(Stored items)
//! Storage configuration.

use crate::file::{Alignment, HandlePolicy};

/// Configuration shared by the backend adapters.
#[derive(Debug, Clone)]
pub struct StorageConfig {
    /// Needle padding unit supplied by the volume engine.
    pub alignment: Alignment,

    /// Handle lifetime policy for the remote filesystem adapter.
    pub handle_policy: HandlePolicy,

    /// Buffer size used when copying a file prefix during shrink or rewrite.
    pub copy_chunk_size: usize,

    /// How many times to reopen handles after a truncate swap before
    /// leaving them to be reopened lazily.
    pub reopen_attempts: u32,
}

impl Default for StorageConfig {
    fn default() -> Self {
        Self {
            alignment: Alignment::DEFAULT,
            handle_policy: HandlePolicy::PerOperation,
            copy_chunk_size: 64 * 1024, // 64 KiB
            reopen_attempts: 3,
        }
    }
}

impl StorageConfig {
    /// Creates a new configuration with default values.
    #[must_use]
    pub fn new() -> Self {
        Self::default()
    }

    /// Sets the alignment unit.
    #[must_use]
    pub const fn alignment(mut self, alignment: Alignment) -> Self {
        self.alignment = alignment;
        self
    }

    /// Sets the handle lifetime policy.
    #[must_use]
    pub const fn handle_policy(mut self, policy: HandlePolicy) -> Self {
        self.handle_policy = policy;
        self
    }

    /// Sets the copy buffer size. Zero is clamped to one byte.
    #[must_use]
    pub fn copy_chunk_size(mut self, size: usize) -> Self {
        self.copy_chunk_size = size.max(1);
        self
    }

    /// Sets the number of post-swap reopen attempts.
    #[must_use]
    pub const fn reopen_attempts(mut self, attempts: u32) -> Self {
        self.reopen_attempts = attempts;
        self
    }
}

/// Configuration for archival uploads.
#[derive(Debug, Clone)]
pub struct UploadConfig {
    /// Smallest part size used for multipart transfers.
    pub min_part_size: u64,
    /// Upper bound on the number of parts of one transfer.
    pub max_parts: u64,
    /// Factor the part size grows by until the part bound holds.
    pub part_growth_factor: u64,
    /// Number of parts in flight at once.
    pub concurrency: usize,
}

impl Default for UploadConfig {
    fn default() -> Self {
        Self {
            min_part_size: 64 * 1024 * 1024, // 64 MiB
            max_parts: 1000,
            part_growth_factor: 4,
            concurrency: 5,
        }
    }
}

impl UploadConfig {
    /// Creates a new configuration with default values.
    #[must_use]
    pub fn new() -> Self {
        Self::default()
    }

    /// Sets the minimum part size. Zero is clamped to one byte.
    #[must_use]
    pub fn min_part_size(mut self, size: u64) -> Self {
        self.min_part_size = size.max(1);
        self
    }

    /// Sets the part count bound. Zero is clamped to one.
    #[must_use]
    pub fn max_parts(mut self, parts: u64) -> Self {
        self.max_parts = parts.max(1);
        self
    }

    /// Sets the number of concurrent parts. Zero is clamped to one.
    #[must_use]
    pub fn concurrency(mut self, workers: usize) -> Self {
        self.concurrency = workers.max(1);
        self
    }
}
...
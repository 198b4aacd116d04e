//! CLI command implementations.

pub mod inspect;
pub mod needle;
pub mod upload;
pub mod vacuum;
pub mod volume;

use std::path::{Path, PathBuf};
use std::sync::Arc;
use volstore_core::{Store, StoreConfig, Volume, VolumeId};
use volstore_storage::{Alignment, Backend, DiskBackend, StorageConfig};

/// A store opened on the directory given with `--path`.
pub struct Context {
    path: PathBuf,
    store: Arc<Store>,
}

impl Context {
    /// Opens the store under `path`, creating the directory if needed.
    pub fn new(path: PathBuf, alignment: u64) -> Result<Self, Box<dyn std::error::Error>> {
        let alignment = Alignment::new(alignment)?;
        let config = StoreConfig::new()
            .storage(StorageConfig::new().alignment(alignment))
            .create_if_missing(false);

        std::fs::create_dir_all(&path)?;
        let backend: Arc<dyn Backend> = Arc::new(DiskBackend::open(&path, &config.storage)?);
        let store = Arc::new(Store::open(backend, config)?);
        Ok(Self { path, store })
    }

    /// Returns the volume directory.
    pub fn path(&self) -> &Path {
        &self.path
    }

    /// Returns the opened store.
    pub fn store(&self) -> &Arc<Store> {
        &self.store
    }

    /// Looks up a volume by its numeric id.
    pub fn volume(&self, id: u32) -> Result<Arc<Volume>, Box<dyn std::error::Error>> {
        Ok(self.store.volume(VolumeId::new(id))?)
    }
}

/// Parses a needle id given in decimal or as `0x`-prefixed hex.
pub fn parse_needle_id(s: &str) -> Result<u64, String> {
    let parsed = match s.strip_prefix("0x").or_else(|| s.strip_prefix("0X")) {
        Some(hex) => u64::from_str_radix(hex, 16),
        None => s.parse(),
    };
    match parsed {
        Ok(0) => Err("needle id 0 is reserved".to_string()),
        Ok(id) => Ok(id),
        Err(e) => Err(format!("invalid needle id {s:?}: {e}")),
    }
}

Task item » Copy each line above where the string "struct" occurs.

Answer space »
pub struct StorageConfig {
pub struct UploadConfig {
pub struct Context {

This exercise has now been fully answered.